A sphere is a set of all points that are a given distances from a given point Theorem 12-9 › The area of a sphere equals 4pi times the square of the radius Theorem 12-10 The volume of a sphere equals 4/3pi times the cube of the radius › Example: Find the area and the volume of a sphere with radius 2 cm A = 4π(r^2) = 4π x 2^2 = 16π (cm^2) V = 4/3π(r^3) = 4/3π x 2^3 = 32π/3 (cm^3)

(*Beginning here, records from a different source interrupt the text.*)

//! Backend response shapes and their normalization into `AnalysisResult`.
//!
//! The two analysis endpoints return structurally different payloads. Each
//! gets exactly one normalization function so the renderer only ever sees
//! `ImageResult` or `TextResult`, never optional-field soup.

use serde::Deserialize;
use serde_json::Value;

use super::backend::BackendError;
use super::types::{
    ConditionNote, ConditionScore, GuidanceItem, ImageResult, RiskTier, SkinVerdict, TextResult,
};

/// Message the classifier returns when it sees no skin condition.
const NO_CONDITION_MESSAGE: &str = "no skin condition detected";

pub const DEFAULT_GUIDANCE: &str = "No specific guidance available";
pub const DEFAULT_TEXT_RISK: &str = "Unknown";

// ═══════════════════════════════════════════════════════════
// Wire types
// ═══════════════════════════════════════════════════════════

/// Skin-presence classifier response.
#[derive(Debug, Clone, Default, Deserialize)]
pub struct SkinCheckResponse {
    #[serde(default)]
    pub message: Option<String>,
    #[serde(default)]
    pub conditions: Option<Vec<Value>>,
}

impl SkinCheckResponse {
    /// Empty conditions or the explicit "no condition" message mean `Absent`.
    pub fn verdict(&self) -> SkinVerdict {
        let says_none = self
            .message
            .as_deref()
            .map(|m| m.to_ascii_lowercase().contains(NO_CONDITION_MESSAGE))
            .unwrap_or(false);
        let has_conditions = self
            .conditions
            .as_ref()
            .map(|c| !c.is_empty())
            .unwrap_or(false);

        if says_none || !has_conditions {
            SkinVerdict::Absent
        } else {
            SkinVerdict::Present
        }
    }
}

#[derive(Debug, Clone, Deserialize)]
pub struct WireCondition {
    #[serde(alias = "condition")]
    pub name: String,
    pub confidence: f64,
}

/// Image analysis endpoint response.
#[derive(Debug, Clone, Deserialize)]
pub struct ImageAnalysisResponse {
    #[serde(default)]
    pub id: Value,
    #[serde(default)]
    pub conditions: Vec<WireCondition>,
    #[serde(alias = "risk_tier")]
    pub risk_level: String,
    pub confidence: f64,
    #[serde(default)]
    pub notes: Option<String>,
}

#[derive(Debug, Clone, Default, Deserialize)]
pub struct TextAnalysisBody {
    #[serde(default)]
    pub conditions: Option<Vec<String>>,
    #[serde(default)]
    pub risk_level: Option<String>,
    #[serde(default)]
    pub confidence: Option<f64>,
    #[serde(default)]
    pub guidance: Option<String>,
}

/// Text analysis endpoint response.
#[derive(Debug, Clone, Deserialize)]
pub struct TextAnalysisResponse {
    #[serde(default)]
    pub id: Value,
    #[serde(default)]
    pub analysis: TextAnalysisBody,
}

// ═══════════════════════════════════════════════════════════
// Normalization
// ═══════════════════════════════════════════════════════════

/// Validate an image-endpoint response and pass it through as `ImageResult`.
///
/// Conditions come out sorted by descending confidence.
pub fn normalize_image_response(resp: ImageAnalysisResponse) -> Result<ImageResult, BackendError> {
    let id = result_id(&resp.id)?;

    let risk = RiskTier::parse(&resp.risk_level).ok_or_else(|| {
        BackendError::InvalidResponse(format!("unknown risk tier {:?}", resp.risk_level))
    })?;

    let confidence = strict_confidence(resp.confidence, "confidence")?;

    let mut conditions = Vec::with_capacity(resp.conditions.len());
    for wire in resp.conditions {
        let name = wire.name.trim();
        if name.is_empty() {
            return Err(BackendError::InvalidResponse("condition without a name".into()));
        }
        conditions.push(ConditionScore {
            name: name.to_string(),
            confidence: strict_confidence(wire.confidence, name)?,
        });
    }
    conditions.sort_by(|a, b| {
        b.confidence
            .partial_cmp(&a.confidence)
            .unwrap_or(std::cmp::Ordering::Equal)
    });

    Ok(ImageResult {
        id,
        conditions,
        risk,
        confidence,
        notes: resp.notes.unwrap_or_default(),
    })
}

/// Lift the looser text-endpoint shape into `TextResult`.
pub fn normalize_text_response(resp: TextAnalysisResponse) -> Result<TextResult, BackendError> {
    let id = result_id(&resp.id)?;
    let body = resp.analysis;

    let conditions = body
        .conditions
        .unwrap_or_default()
        .into_iter()
        .map(|name| name.trim().to_string())
        .filter(|name| !name.is_empty())
        .map(|name| ConditionNote {
            name,
            description: String::new(),
        })
        .collect();

    let guidance_message = body
        .guidance
        .map(|g| g.trim().to_string())
        .filter(|g| !g.is_empty())
        .unwrap_or_else(|| DEFAULT_GUIDANCE.to_string());

    let risk = body
        .risk_level
        .map(|r| r.trim().to_string())
        .filter(|r| !r.is_empty())
        .unwrap_or_else(|| DEFAULT_TEXT_RISK.to_string());

    Ok(TextResult {
        id,
        conditions,
        risk,
        confidence: lenient_confidence(body.confidence),
        guidance: vec![GuidanceItem {
            message: guidance_message,
            reason: String::new(),
        }],
    })
}

/// Backend ids arrive as strings or integers.
fn result_id(raw: &Value) -> Result<String, BackendError> {
    let id = match raw {
        Value::String(s) => s.trim().to_string(),
        Value::Number(n) => n.to_string(),
        _ => String::new(),
    };
    if id.is_empty() {
        return Err(BackendError::InvalidResponse("missing result id".into()));
    }
    // The id becomes a URL path segment for the share call.
    let path_safe = id
        .chars()
        .all(|c| c.is_ascii_alphanumeric() || matches!(c, '-' | '_' | '.'))
        && id != "."
        && id != "..";
    if !path_safe {
        return Err(BackendError::InvalidResponse(format!(
            "result id {id:?} is not a valid path segment"
        )));
    }
    Ok(id)
}

/// Fractions pass; values in (1, 100] are read as percentages.
fn as_fraction(value: f64) -> Option<f64> {
    if !value.is_finite() || value < 0.0 {
        None
    } else if value <= 1.0 {
        Some(value)
    } else if value <= 100.0 {
        Some(value / 100.0)
    } else {
        None
    }
}

fn strict_confidence(value: f64, field: &str) -> Result<f64, BackendError> {
    as_fraction(value).ok_or_else(|| {
        BackendError::InvalidResponse(format!("confidence out of range for {field}: {value}"))
    })
}

fn lenient_confidence(value: Option<f64>) -> f64 {
    value.and_then(as_fraction).unwrap_or(0.0)
}

#[cfg(test)]
mod tests {
    use super::*;
    use serde_json::json;

    fn text_response(value: Value) -> TextAnalysisResponse {
        serde_json::from_value(value).unwrap()
    }

    #[test]
    fn text_response_lifted_into_text_result() {
        let resp = text_response(json!({
            "id": "r-1",
            "analysis": {
                "conditions": ["Acne"],
                "guidance": "See a doctor",
                "confidence": 0.8,
                "risk_level": "medium"
            }
        }));
        let result = normalize_text_response(resp).unwrap();

        assert_eq!(result.id, "r-1");
        assert_eq!(
            result.conditions,
            vec![ConditionNote {
                name: "Acne".into(),
                description: String::new()
            }]
        );
        assert_eq!(
            result.guidance,
            vec![GuidanceItem {
                message: "See a doctor".into(),
                reason: String::new()
            }]
        );
        assert_eq!(result.confidence, 0.8);
        assert_eq!(result.risk, "medium");
    }

    #[test]
    fn missing_guidance_gets_default_entry() {
        let resp = text_response(json!({
            "id": 17,
            "analysis": { "conditions": ["Eczema"] }
        }));
        let result = normalize_text_response(resp).unwrap();

        assert_eq!(result.id, "17");
        assert_eq!(result.guidance.len(), 1);
        assert_eq!(result.guidance[0].message, DEFAULT_GUIDANCE);
        assert_eq!(result.risk, DEFAULT_TEXT_RISK);
        assert_eq!(result.confidence, 0.0);
    }

    #[test]
    fn missing_analysis_object_defaults_everything() {
        let result = normalize_text_response(text_response(json!({ "id": "x" }))).unwrap();
        assert!(result.conditions.is_empty());
        assert_eq!(result.guidance[0].message, DEFAULT_GUIDANCE);
    }

    #[test]
    fn text_response_without_id_is_invalid() {
        let err = normalize_text_response(text_response(json!({ "analysis": {} }))).unwrap_err();
        assert!(matches!(err, BackendError::InvalidResponse(_)));
    }

    #[test]
    fn ids_that_would_change_the_share_route_are_rejected() {
        for bad in ["a/b", "x?y=1", "..", "r 1", "%2F"] {
            let err = normalize_text_response(text_response(json!({ "id": bad }))).unwrap_err();
            assert!(matches!(err, BackendError::InvalidResponse(_)), "{bad}");
        }
        let ok = normalize_text_response(text_response(json!({ "id": "a1_b-2.c" }))).unwrap();
        assert_eq!(ok.id, "a1_b-2.c");
    }

    #[test]
    fn image_response_sorted_and_validated() {
        let resp: ImageAnalysisResponse = serde_json::from_value(json!({
            "id": "img-9",
            "conditions": [
                { "name": "Psoriasis", "confidence": 0.2 },
                { "name": "Eczema", "confidence": 0.7 }
            ],
            "risk_level": "low",
            "confidence": 0.7,
            "notes": "Mild presentation"
        }))
        .unwrap();
        let result = normalize_image_response(resp).unwrap();

        assert_eq!(result.conditions[0].name, "Eczema");
        assert_eq!(result.conditions[1].name, "Psoriasis");
        assert_eq!(result.risk, RiskTier::Low);
        assert_eq!(result.notes, "Mild presentation");
    }

    #[test]
    fn image_percent_confidence_converted() {
        let resp: ImageAnalysisResponse = serde_json::from_value(json!({
            "id": "a",
            "conditions": [{ "condition": "Melanoma", "confidence": 85 }],
            "risk_tier": "HIGH",
            "confidence": 85.0
        }))
        .unwrap();
        let result = normalize_image_response(resp).unwrap();
        assert!((result.conditions[0].confidence - 0.85).abs() < 1e-9);
        assert_eq!(result.risk, RiskTier::High);
        assert_eq!(result.notes, "");
    }

    #[test]
    fn image_unknown_risk_tier_rejected() {
        let resp: ImageAnalysisResponse = serde_json::from_value(json!({
            "id": "a",
            "conditions": [],
            "risk_level": "catastrophic",
            "confidence": 0.5
        }))
        .unwrap();
        assert!(normalize_image_response(resp).is_err());
    }

    #[test]
    fn image_out_of_range_confidence_rejected() {
        let resp: ImageAnalysisResponse = serde_json::from_value(json!({
            "id": "a",
            "conditions": [{ "name": "Acne", "confidence": -0.1 }],
            "risk_level": "low",
            "confidence": 0.5
        }))
        .unwrap();
        assert!(normalize_image_response(resp).is_err());
    }

    #[test]
    fn skin_check_verdicts() {
        let absent: SkinCheckResponse =
            serde_json::from_value(json!({ "message": "No skin condition detected" })).unwrap();
        assert_eq!(absent.verdict(), SkinVerdict::Absent);

        let empty: SkinCheckResponse = serde_json::from_value(json!({ "conditions": [] })).unwrap();
        assert_eq!(empty.verdict(), SkinVerdict::Absent);

        let present: SkinCheckResponse =
            serde_json::from_value(json!({ "conditions": [{ "name": "Acne" }] })).unwrap();
        assert_eq!(present.verdict(), SkinVerdict::Present);
    }
}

1. Find the area of the circle formed when a plane passes 2 cm from the center of a sphere with radius 5 cm. 2. A circle with a diameter of 9 in. is rotated about diameter. Find the area and volume of the solid formed. 3. A solid metal ball with radius 8 cm is melted down and recast as a solid cone with the same radius. What is the height of the cone?
Similar solids are solids that have the same shape but not necessarily the same size. Theorem 12-11 › If the scale factor of two similar solids is a:b then The ratio of corresponding perimeters is a:b The ratio of the base areas, of the lateral areas, and of the total areas is a squared :b squared The ratio of the volumes is a cubed: b cubed Examples: For the similar solids shown, find the ratios of the (a) base perimeters, (b) lateral areas, and (c) volumes The scale factor is 6 : 10, or 3 : 5 Ratio of base perimeters = 3 : 5 Ratio of lateral areas = (3^2) : (5^2) = 9 : 25 Ratio of volume = (3^3) : (5^3) = 27 : 125
1. Assume that the Earth and the moon are smooth spheres with diameters 12,800 km and 3,200 km, respectively. Find the ratios of the following › Lengths of their equators › Areas › volumes 2. Two similar cones have radii of 4 cm and 6 cm. The total area of the smaller cone is 36π cm^2. Find the total area of the larger cone. 3. A pyramid with height 15 cm is separated into two pieces by a plane parallel to the base and 6 cm above it. What are the volumes of these two pieces if the volume of the original pyramid is 250 cm^3.